[Saved entries]
☆ ☆ ☆ ☆
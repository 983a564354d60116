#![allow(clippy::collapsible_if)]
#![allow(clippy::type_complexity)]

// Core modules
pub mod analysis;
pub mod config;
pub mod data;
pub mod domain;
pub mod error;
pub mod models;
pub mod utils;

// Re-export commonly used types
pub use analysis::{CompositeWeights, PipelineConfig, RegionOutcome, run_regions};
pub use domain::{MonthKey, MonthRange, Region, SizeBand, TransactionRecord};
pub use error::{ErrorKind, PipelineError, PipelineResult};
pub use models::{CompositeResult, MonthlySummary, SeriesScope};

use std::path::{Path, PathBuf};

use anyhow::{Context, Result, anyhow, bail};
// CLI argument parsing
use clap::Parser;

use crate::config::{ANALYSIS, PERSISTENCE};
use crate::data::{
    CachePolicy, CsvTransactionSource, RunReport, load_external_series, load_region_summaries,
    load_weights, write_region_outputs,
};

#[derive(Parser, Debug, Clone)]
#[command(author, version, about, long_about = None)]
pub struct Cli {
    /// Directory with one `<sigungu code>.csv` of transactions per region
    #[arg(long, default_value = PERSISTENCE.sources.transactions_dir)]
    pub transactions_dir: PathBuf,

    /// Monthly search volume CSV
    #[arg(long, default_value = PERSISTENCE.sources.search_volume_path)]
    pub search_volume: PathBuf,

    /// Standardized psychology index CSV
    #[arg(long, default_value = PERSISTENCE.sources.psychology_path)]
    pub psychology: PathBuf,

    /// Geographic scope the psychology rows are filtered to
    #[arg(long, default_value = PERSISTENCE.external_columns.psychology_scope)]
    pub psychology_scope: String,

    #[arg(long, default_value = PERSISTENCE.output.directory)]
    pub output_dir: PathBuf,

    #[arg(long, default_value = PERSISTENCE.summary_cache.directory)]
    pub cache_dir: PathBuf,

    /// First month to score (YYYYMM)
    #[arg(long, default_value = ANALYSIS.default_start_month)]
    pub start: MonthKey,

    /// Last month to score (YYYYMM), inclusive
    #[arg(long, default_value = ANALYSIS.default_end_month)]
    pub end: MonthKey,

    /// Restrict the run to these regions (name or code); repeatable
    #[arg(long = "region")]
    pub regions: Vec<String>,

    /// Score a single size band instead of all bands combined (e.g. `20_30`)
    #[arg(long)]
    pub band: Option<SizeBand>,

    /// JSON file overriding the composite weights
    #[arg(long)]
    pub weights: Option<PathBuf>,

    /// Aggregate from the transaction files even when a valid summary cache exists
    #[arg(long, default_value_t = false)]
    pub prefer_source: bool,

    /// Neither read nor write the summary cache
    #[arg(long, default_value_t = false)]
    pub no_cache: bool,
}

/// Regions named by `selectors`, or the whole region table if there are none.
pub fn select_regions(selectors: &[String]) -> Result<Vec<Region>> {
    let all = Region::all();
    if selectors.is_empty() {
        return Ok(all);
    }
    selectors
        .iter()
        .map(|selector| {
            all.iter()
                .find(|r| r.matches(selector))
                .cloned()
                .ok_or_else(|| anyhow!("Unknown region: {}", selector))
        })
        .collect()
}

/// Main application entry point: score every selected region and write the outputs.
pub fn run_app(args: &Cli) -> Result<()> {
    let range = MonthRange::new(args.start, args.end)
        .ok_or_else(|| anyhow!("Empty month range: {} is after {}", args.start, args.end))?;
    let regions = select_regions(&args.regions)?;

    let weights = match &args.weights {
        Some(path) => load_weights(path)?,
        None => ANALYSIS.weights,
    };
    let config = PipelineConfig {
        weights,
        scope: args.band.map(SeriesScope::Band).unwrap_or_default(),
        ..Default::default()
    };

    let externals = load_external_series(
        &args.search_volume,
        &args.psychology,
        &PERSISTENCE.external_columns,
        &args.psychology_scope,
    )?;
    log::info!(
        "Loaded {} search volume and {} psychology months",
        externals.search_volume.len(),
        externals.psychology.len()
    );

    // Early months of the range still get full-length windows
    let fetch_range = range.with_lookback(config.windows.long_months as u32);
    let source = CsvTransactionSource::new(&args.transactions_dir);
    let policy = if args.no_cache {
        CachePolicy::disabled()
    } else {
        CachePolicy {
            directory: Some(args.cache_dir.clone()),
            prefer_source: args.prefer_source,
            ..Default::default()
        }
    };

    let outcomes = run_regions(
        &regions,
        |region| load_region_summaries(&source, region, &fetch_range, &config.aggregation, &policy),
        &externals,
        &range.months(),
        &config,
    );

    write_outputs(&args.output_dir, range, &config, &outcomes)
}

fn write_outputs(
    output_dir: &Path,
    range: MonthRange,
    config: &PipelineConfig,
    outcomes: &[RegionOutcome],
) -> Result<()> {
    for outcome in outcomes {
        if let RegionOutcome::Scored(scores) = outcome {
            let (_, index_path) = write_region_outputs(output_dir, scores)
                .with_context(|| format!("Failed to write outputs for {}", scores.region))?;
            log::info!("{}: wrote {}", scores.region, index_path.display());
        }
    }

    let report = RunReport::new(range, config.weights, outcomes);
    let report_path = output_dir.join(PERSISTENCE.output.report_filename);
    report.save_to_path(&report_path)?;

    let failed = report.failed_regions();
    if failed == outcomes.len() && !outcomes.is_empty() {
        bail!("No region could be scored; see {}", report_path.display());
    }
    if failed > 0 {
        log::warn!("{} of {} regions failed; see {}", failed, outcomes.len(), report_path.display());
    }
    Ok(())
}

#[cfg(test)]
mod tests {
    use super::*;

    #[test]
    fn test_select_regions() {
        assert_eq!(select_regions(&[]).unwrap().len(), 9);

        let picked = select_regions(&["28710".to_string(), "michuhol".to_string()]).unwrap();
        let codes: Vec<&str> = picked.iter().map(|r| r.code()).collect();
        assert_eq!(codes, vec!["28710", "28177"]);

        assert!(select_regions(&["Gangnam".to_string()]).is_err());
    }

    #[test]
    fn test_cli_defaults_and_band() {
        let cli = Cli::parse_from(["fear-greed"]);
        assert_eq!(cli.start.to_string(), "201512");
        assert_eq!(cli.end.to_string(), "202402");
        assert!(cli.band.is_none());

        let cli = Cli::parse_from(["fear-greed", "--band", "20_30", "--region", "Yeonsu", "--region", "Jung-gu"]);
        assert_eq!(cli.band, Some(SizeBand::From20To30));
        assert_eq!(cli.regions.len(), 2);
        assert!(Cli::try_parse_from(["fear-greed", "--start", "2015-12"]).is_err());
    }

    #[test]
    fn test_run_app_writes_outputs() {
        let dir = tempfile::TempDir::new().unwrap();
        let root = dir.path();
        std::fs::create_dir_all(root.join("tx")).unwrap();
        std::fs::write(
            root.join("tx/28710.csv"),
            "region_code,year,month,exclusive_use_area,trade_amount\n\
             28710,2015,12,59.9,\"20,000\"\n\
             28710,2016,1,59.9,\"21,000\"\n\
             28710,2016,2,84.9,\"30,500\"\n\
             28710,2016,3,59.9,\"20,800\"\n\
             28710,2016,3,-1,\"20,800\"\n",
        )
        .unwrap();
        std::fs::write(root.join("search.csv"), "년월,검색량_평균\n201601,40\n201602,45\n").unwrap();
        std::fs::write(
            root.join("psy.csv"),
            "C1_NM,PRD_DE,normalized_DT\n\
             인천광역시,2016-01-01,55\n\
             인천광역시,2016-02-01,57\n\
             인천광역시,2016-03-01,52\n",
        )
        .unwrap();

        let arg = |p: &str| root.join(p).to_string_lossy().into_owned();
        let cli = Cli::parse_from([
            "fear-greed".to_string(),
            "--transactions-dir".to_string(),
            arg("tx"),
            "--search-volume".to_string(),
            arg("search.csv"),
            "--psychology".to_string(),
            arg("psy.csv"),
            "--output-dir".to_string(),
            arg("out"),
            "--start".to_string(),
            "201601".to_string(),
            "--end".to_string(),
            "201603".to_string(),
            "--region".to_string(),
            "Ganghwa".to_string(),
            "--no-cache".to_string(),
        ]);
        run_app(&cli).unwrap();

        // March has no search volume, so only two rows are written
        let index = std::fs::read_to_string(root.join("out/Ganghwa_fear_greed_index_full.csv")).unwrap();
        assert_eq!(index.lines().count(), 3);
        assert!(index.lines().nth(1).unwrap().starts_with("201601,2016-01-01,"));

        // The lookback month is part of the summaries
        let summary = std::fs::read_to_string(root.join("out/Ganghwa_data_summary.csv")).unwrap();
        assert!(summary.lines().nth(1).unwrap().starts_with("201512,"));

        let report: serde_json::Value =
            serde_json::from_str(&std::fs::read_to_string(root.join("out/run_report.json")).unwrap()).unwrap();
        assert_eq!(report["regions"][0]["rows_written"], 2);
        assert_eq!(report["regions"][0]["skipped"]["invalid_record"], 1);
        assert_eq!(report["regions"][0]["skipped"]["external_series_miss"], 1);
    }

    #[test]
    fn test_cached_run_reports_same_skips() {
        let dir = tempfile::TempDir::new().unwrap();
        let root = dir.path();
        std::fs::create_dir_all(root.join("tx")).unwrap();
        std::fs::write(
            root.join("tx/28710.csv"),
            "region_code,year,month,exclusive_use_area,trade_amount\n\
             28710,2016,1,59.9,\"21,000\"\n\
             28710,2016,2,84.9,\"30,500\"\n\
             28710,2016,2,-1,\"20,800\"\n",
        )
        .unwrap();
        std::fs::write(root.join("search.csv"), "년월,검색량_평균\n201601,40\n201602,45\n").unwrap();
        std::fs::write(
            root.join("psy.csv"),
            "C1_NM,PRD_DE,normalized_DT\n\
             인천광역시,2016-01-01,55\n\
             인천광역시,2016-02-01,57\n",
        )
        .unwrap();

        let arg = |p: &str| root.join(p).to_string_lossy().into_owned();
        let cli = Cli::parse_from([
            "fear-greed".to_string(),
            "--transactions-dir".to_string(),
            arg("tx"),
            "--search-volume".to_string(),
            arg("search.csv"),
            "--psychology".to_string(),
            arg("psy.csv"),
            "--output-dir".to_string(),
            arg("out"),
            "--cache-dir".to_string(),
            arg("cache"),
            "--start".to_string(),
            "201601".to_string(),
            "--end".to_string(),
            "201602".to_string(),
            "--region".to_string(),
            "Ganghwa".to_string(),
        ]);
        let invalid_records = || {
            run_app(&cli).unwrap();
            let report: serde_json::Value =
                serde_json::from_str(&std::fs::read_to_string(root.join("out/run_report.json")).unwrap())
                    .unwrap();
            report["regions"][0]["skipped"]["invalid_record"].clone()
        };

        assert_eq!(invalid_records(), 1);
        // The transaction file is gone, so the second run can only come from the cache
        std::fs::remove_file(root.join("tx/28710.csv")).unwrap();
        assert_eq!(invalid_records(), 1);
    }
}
☆ ☆ ☆ ☆
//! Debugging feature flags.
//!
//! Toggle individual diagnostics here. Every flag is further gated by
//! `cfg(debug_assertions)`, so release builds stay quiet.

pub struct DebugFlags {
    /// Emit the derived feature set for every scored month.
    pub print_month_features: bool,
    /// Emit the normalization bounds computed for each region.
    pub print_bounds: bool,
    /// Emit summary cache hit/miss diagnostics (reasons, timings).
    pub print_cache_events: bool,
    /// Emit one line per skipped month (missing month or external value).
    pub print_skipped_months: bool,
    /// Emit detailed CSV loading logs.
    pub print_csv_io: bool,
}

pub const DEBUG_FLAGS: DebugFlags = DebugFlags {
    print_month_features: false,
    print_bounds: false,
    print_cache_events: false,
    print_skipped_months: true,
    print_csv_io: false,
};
☆ ☆ ☆ ☆
ACTIVITY
Every line that contains "clippy" should be copied out of the data.

SOLUTION BELOW
#![allow(clippy::collapsible_if)]
#![allow(clippy::type_complexity)]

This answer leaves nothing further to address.